## Instructions to follow
From the top of the records below down to the line containing "count from zero.", reproduce every line exactly.

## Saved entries

//! Wired-present line debouncer
//!
//! A raw edge arms a debounce attempt and stops edge watching on the line. From then on
//! the line is sampled once per tick. Consecutive samples at the expected level count
//! towards the confirmation threshold; a single sample at the other level restarts the
//! count from zero. The attempt ends either with a confirmed [`ModeEvent`] (and the
//! watched level flipped) or, once the wait budget runs out, with nothing (and the
//! watched level unchanged). DLPS is held off for the whole attempt.

use embassy_time::{Duration, Ticker, Timer};
use embedded_hal::digital::{Error as _, InputPin, PinState};
use embedded_hal_async::digital::Wait;

use crate::config::{DebounceConfig, LineThresholds};
use crate::event::{ModeBus, ModeEvent};
use crate::state::{GlobalFlags, TransportKind};

/// Per-line debounce progress
#[derive(Debug, Clone, Copy, PartialEq, Eq)]
#[cfg_attr(feature = "defmt", derive(defmt::Format))]
pub struct DebounceCounter {
    /// Consecutive samples at `trigger_level`
    pub confirming_samples: u8,

    /// The level the line is being watched for
    pub trigger_level: PinState,

    /// Whether an attempt is outstanding
    pub active: bool,
}

/// Result of one sampling tick
#[derive(Debug, Clone, Copy, PartialEq, Eq)]
#[cfg_attr(feature = "defmt", derive(defmt::Format))]
pub enum DebounceOutcome {
    /// No attempt is outstanding
    Idle,
    /// Still sampling
    Pending,
    /// The transition held for the whole threshold
    Confirmed(ModeEvent),
    /// The wait budget ran out
    Abandoned,
}

/// Debounce state machine for one line
pub struct Debouncer<'a> {
    kind: TransportKind,
    active_level: PinState,
    config: DebounceConfig,
    counter: DebounceCounter,
    ticks: u8,
    edge_enabled: bool,
    flags: &'a GlobalFlags,
}

impl<'a> Debouncer<'a> {
    /// Create a debouncer for a line that currently reads `initial_level`.
    ///
    /// The line is first watched for the opposite level. `active_level` is the level at
    /// which the transport is present.
    pub fn new(
        kind: TransportKind,
        active_level: PinState,
        initial_level: PinState,
        config: DebounceConfig,
        flags: &'a GlobalFlags,
    ) -> Self {
        Self {
            kind,
            active_level,
            config,
            counter: DebounceCounter {
                confirming_samples: 0,
                trigger_level: !initial_level,
                active: false,
            },
            ticks: 0,
            edge_enabled: true,
            flags,
        }
    }

    pub fn counter(&self) -> &DebounceCounter {
        &self.counter
    }

    /// Whether edge detection is armed on the line
    pub fn edge_enabled(&self) -> bool {
        self.edge_enabled
    }

    pub fn tick_period(&self) -> Duration {
        self.config.tick
    }

    /// Thresholds for the current attempt's direction
    fn thresholds(&self) -> LineThresholds {
        if self.counter.trigger_level == self.active_level {
            self.config.insert
        } else {
            self.config.remove
        }
    }

    /// Handle a raw edge towards the trigger level.
    ///
    /// Edges arriving while edge detection is off are ignored.
    pub fn on_edge(&mut self) {
        if !self.edge_enabled || self.counter.active {
            return;
        }
        self.edge_enabled = false;
        self.counter.active = true;
        self.counter.confirming_samples = 0;
        self.ticks = 0;
        self.flags.begin_debounce();
        if self.kind == TransportKind::Wired {
            self.flags.set_wired_pending(true);
        }
        trace!("Debounce armed on {:?} line", self.kind);
    }

    /// Process one sample of the raw line
    pub fn on_tick(&mut self, level: PinState) -> DebounceOutcome {
        if !self.counter.active {
            return DebounceOutcome::Idle;
        }
        self.ticks = self.ticks.saturating_add(1);

        if level == self.counter.trigger_level {
            self.counter.confirming_samples = self.counter.confirming_samples.saturating_add(1);
        } else {
            self.counter.confirming_samples = 0;
        }

        let thresholds = self.thresholds();
        if self.counter.confirming_samples >= thresholds.confirm_samples {
            let event = ModeEvent::new(self.kind, self.counter.trigger_level == self.active_level);
            self.counter.trigger_level = !self.counter.trigger_level;
            self.retire();
            debug!("Debounce confirmed {:?} after {} ticks", event, self.ticks);
            DebounceOutcome::Confirmed(event)
        } else if self.ticks >= thresholds.max_ticks {
            self.retire();
            if self.kind == TransportKind::Wired {
                self.flags.set_wired_pending(false);
            }
            debug!("Debounce abandoned on {:?} line", self.kind);
            DebounceOutcome::Abandoned
        } else {
            DebounceOutcome::Pending
        }
    }

    fn retire(&mut self) {
        self.counter.active = false;
        self.counter.confirming_samples = 0;
        self.ticks = 0;
        self.edge_enabled = true;
        self.flags.end_debounce();
    }
}

/// A debounced input pin feeding the mode bus
///
/// `wait_for_high`/`wait_for_low` stand in for the edge interrupt, an [`embassy_time::Ticker`]
/// for the sampling timer.
pub struct DebouncedLine<'a, P: InputPin + Wait> {
    pin: P,
    debouncer: Debouncer<'a>,
}

impl<'a, P: InputPin + Wait> DebouncedLine<'a, P> {
    pub fn new(pin: P, debouncer: Debouncer<'a>) -> Self {
        Self { pin, debouncer }
    }

    pub fn debouncer(&self) -> &Debouncer<'a> {
        &self.debouncer
    }

    fn sample(&mut self) -> PinState {
        match self.pin.is_high() {
            Ok(high) => PinState::from(high),
            Err(e) => {
                // Count a failed read as disconfirming
                error!("Failed to sample line: {:?}", e.kind());
                !self.debouncer.counter().trigger_level
            }
        }
    }

    /// Run one debounce attempt to completion, starting with the edge wait.
    pub async fn run_once(&mut self, bus: &ModeBus) -> DebounceOutcome {
        let waited = match self.debouncer.counter().trigger_level {
            PinState::High => self.pin.wait_for_high().await,
            PinState::Low => self.pin.wait_for_low().await,
        };
        if let Err(e) = waited {
            error!("Failed to wait for line edge: {:?}", e.kind());
            Timer::after(self.debouncer.tick_period()).await;
            return DebounceOutcome::Idle;
        }

        self.debouncer.on_edge();
        let mut ticker = Ticker::every(self.debouncer.tick_period());
        loop {
            ticker.next().await;
            let level = self.sample();
            match self.debouncer.on_tick(level) {
                DebounceOutcome::Pending => continue,
                DebounceOutcome::Confirmed(event) => {
                    bus.push_mode_event(event);
                    return DebounceOutcome::Confirmed(event);
                }
                outcome => return outcome,
            }
        }
    }

    /// Debounce the line forever
    pub async fn run(&mut self, bus: &ModeBus) -> ! {
        loop {
            self.run_once(bus).await;
        }
    }
}
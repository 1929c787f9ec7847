//! Interrupt-to-task hand-off
//!
//! Edge handlers, the debounce ticker and link-layer callbacks are producers; the task
//! running [`ModeArbiter`](crate::arbiter::ModeArbiter) is the only consumer. Every push
//! is non-blocking and wakes the consumer. Wakes collapse: however many pushes happen
//! before the consumer runs, it does one drain pass that empties both queues.

use embassy_sync::blocking_mutex::raw::CriticalSectionRawMutex;
use embassy_sync::channel::Channel;
use embassy_sync::signal::Signal;

use crate::config::{LINK_EVENT_QUEUE_SIZE, MODE_EVENT_QUEUE_SIZE};
use crate::link::{LinkEvent, LinkStatus};
use crate::state::{HostOs, TransportKind};

/// A confirmed transport transition
#[derive(Debug, Clone, Copy, PartialEq, Eq)]
#[cfg_attr(feature = "defmt", derive(defmt::Format))]
pub struct ModeEvent {
    pub kind: TransportKind,
    pub activated: bool,
}

impl ModeEvent {
    pub fn new(kind: TransportKind, activated: bool) -> Self {
        Self { kind, activated }
    }

    pub fn activated(kind: TransportKind) -> Self {
        Self::new(kind, true)
    }

    pub fn deactivated(kind: TransportKind) -> Self {
        Self::new(kind, false)
    }
}

/// Queues and signals shared between producers and the consumer task
///
/// All constructors are `const`, so a board usually keeps the bus in a `static`:
///
/// ```ignore
/// static MODE_BUS: ModeBus = ModeBus::new();
/// ```
pub struct ModeBus {
    events: Channel<CriticalSectionRawMutex, ModeEvent, MODE_EVENT_QUEUE_SIZE>,
    link_events: Channel<CriticalSectionRawMutex, LinkEvent, LINK_EVENT_QUEUE_SIZE>,
    wake: Signal<CriticalSectionRawMutex, ()>,
    host_os: Signal<CriticalSectionRawMutex, HostOs>,
    link_status: Signal<CriticalSectionRawMutex, LinkStatus>,
}

impl ModeBus {
    pub const fn new() -> Self {
        Self {
            events: Channel::new(),
            link_events: Channel::new(),
            wake: Signal::new(),
            host_os: Signal::new(),
            link_status: Signal::new(),
        }
    }

    /// Queue a mode event and wake the consumer.
    ///
    /// Returns `false` when the queue was full and the event was dropped. Dropping is
    /// safe: the line levels are sampled again on the next edge.
    pub fn push_mode_event(&self, event: ModeEvent) -> bool {
        let accepted = match self.events.try_send(event) {
            Ok(()) => true,
            Err(_) => {
                warn!("Mode event queue full, dropping {:?}", event);
                false
            }
        };
        self.wake();
        accepted
    }

    /// Queue a link-layer callback event and wake the consumer.
    ///
    /// Returns `false` when the queue was full and the event was dropped.
    pub fn push_link_event(&self, event: LinkEvent) -> bool {
        let accepted = match self.link_events.try_send(event) {
            Ok(()) => true,
            Err(_) => {
                warn!("Link event queue full, dropping {:?}", event);
                false
            }
        };
        self.wake();
        accepted
    }

    /// Publish a host OS change. Only the latest value is kept.
    pub fn publish_host_os(&self, os: HostOs) {
        self.host_os.signal(os);
        self.wake();
    }

    /// Schedule a drain pass of the consumer
    pub fn wake(&self) {
        self.wake.signal(());
    }

    /// Whether a drain pass is scheduled but hasn't run yet
    pub fn wake_pending(&self) -> bool {
        self.wake.signaled()
    }

    /// Wait until the consumer is woken
    pub async fn wait_wake(&self) {
        self.wake.wait().await
    }

    pub(crate) fn clear_wake(&self) {
        self.wake.reset();
    }

    /// Pop the oldest mode event, if any
    pub fn pop_mode_event(&self) -> Option<ModeEvent> {
        self.events.try_receive().ok()
    }

    /// Pop the oldest link event, if any
    pub fn pop_link_event(&self) -> Option<LinkEvent> {
        self.link_events.try_receive().ok()
    }

    pub(crate) fn take_host_os(&self) -> Option<HostOs> {
        self.host_os.try_take()
    }

    /// Number of queued mode events
    pub fn mode_events_len(&self) -> usize {
        self.events.len()
    }

    pub(crate) fn notify_link_status(&self, status: LinkStatus) {
        self.link_status.signal(status);
    }

    /// Wait for the next link status notification.
    ///
    /// Notifications collapse, so a slow observer sees the latest status.
    pub async fn link_status_changed(&self) -> LinkStatus {
        self.link_status.wait().await
    }

    /// Take a pending link status notification without waiting
    pub fn try_link_status(&self) -> Option<LinkStatus> {
        self.link_status.try_take()
    }
}

impl Default for ModeBus {
    fn default() -> Self {
        Self::new()
    }
}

## Task response
//! Wired-present line debouncer
//!
//! A raw edge arms a debounce attempt and stops edge watching on the line. From then on
//! the line is sampled once per tick. Consecutive samples at the expected level count
//! towards the confirmation threshold; a single sample at the other level restarts the
//! count from zero. The attempt ends either with a confirmed [`ModeEvent`] (and the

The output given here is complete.